**Exercise materials**
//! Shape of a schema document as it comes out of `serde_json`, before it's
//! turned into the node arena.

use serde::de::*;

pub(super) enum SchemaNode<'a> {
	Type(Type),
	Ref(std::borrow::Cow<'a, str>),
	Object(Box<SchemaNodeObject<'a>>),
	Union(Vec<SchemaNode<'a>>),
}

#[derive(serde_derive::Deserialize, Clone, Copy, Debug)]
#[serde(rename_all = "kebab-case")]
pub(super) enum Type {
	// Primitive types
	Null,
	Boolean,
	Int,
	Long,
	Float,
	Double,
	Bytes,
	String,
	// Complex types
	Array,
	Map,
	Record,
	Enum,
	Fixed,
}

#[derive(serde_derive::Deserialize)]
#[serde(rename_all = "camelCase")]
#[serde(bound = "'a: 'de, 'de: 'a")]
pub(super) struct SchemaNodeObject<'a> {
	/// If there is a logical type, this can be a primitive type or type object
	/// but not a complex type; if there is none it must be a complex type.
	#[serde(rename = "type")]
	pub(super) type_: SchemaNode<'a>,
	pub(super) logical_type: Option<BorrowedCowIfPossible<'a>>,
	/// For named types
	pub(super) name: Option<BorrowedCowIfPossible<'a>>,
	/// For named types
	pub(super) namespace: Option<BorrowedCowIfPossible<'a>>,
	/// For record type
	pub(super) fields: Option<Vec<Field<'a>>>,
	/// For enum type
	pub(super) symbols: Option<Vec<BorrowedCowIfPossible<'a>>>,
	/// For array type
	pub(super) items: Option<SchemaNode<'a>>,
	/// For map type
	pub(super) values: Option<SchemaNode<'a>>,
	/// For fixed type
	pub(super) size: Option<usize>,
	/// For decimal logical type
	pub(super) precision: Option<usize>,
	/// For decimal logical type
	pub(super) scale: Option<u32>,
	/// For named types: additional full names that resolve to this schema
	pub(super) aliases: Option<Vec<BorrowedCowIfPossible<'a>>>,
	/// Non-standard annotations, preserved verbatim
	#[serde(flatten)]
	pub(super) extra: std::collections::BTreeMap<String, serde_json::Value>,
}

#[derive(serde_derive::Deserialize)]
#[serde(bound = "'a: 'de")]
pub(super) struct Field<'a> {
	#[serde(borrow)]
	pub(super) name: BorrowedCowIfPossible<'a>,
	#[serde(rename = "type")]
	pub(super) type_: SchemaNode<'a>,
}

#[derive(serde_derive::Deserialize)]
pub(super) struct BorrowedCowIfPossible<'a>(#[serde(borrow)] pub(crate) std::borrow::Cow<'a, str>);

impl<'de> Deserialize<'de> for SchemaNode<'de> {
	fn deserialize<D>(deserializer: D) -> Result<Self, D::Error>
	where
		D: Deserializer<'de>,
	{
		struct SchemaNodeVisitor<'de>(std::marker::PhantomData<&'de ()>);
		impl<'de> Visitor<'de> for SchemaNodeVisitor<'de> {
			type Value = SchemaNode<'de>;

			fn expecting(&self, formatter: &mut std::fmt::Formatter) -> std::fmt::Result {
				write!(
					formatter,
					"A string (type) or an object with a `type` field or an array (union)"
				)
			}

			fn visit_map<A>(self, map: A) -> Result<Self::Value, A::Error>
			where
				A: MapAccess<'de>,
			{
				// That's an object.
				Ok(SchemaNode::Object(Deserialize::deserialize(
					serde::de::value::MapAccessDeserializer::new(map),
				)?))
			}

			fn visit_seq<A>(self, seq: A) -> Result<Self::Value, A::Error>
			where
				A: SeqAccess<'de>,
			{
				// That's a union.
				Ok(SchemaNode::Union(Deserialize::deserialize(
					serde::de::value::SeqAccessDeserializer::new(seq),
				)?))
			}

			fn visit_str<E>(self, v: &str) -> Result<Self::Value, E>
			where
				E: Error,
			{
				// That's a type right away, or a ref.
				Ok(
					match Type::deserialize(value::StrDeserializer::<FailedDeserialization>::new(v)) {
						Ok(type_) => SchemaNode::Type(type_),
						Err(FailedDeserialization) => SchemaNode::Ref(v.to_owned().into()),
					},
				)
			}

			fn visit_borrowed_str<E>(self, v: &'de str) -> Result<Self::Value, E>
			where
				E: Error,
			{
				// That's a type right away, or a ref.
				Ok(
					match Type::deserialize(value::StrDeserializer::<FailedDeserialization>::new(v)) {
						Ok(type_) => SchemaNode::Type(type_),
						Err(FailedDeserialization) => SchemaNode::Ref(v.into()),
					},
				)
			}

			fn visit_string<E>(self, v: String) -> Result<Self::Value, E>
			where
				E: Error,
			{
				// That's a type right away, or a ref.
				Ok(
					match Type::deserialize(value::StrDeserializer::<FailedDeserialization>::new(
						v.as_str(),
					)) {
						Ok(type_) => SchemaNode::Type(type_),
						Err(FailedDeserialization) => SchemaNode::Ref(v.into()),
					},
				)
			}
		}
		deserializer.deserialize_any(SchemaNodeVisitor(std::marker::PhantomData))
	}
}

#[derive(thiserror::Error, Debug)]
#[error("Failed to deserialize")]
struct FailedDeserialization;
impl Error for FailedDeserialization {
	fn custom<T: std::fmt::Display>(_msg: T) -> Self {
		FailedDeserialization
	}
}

...

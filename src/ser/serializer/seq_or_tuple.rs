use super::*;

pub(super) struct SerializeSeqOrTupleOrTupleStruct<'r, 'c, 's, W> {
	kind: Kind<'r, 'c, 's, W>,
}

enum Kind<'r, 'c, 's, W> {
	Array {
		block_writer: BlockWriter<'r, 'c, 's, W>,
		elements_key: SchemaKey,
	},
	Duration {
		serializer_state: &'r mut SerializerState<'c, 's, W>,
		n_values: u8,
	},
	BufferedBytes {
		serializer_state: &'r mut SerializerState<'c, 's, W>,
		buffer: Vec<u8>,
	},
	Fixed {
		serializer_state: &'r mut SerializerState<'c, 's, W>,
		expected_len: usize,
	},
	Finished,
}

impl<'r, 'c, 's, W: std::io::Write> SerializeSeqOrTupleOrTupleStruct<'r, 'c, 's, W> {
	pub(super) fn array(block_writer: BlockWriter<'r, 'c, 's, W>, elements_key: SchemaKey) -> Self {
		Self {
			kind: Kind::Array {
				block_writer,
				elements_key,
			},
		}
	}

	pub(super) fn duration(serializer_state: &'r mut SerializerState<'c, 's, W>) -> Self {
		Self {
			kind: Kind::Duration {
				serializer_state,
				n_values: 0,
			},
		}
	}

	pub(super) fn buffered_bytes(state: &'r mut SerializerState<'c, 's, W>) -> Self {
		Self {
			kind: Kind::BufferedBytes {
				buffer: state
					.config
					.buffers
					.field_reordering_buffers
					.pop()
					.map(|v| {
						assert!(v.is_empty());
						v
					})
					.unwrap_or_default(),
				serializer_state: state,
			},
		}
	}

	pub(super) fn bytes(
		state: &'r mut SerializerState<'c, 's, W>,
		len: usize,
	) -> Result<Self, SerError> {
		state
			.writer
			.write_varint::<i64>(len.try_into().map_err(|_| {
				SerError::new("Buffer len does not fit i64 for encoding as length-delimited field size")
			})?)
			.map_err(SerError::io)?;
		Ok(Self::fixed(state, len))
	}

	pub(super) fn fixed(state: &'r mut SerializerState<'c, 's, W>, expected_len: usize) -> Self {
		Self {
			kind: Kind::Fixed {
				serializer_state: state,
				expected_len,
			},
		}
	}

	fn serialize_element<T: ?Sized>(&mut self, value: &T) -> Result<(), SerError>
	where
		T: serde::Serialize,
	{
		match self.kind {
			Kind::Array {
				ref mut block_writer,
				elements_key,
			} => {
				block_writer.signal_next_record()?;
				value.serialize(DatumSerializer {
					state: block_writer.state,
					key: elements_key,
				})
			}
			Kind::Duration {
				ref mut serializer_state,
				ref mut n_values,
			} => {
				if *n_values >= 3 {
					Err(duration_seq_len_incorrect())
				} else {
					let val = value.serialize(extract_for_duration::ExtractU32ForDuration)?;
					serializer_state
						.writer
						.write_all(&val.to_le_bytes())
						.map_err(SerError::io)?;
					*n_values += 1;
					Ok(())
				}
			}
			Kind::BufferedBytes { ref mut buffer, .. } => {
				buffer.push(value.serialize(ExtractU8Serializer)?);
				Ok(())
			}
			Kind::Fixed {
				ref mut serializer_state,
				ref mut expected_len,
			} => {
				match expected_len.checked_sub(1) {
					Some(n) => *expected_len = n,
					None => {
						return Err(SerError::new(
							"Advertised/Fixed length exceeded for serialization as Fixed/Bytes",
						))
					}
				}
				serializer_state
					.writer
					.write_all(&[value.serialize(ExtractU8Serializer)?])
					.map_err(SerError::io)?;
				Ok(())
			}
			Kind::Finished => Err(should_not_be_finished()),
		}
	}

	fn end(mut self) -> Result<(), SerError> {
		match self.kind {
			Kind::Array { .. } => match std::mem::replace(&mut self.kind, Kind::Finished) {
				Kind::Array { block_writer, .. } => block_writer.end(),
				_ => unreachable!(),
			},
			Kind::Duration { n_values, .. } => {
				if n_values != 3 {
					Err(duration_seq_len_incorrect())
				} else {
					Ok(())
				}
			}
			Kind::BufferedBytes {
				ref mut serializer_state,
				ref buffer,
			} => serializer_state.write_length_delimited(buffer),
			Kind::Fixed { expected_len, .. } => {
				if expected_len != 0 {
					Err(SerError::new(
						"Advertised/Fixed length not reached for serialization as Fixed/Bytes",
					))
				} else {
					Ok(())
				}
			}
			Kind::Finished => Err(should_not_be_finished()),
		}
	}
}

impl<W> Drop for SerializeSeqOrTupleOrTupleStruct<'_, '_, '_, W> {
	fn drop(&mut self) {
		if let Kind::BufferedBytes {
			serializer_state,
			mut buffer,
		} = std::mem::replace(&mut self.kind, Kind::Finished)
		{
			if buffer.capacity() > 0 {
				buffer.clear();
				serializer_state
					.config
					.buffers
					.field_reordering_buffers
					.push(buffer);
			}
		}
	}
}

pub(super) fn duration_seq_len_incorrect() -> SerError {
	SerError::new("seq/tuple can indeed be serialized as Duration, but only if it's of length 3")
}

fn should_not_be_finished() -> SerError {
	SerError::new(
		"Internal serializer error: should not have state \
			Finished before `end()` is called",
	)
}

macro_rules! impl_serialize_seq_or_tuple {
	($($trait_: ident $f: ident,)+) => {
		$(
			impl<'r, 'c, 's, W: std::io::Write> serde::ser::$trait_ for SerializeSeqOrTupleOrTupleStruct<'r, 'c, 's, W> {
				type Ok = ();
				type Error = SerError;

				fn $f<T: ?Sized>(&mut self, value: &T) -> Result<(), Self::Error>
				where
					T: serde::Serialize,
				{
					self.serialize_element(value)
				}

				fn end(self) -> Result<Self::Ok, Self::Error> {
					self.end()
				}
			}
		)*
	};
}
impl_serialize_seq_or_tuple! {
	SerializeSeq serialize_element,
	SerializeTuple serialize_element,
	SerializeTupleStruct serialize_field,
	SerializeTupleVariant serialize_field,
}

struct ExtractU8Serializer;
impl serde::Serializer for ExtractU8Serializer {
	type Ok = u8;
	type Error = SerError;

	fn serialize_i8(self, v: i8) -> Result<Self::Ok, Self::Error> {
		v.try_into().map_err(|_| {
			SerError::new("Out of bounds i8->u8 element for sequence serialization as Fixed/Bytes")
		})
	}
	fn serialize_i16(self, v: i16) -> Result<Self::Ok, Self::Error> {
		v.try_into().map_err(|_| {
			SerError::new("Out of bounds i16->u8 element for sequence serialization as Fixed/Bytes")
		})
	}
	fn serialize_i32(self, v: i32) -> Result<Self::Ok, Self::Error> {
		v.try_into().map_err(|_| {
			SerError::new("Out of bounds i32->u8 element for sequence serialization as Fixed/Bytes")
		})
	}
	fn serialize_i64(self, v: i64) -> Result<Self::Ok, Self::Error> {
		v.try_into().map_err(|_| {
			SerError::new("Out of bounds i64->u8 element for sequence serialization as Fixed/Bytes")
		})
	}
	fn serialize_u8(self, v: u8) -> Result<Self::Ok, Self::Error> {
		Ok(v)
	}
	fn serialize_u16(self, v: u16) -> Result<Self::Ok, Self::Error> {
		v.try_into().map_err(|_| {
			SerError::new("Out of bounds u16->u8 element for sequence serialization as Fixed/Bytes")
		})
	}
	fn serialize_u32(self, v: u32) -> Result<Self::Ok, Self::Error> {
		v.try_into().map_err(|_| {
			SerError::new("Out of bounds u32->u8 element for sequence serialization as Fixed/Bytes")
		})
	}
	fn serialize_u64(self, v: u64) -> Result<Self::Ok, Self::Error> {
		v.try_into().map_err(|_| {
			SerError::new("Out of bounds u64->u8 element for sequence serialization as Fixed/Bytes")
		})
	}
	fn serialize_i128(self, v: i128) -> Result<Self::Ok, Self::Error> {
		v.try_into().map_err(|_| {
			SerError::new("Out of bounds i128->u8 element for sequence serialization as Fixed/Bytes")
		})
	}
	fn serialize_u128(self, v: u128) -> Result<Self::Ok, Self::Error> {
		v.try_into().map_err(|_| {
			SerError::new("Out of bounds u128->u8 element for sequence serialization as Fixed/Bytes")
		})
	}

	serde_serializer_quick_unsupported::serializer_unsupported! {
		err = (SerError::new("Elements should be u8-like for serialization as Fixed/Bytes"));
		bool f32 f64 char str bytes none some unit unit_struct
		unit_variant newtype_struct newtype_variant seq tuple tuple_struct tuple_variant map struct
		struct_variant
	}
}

**Exercise prompt**
Which lines of the listing contain the string "Debug"? Copy each of them.

**Solution for this exercise**
#[derive(serde_derive::Deserialize, Clone, Copy, Debug)]
#[derive(thiserror::Error, Debug)]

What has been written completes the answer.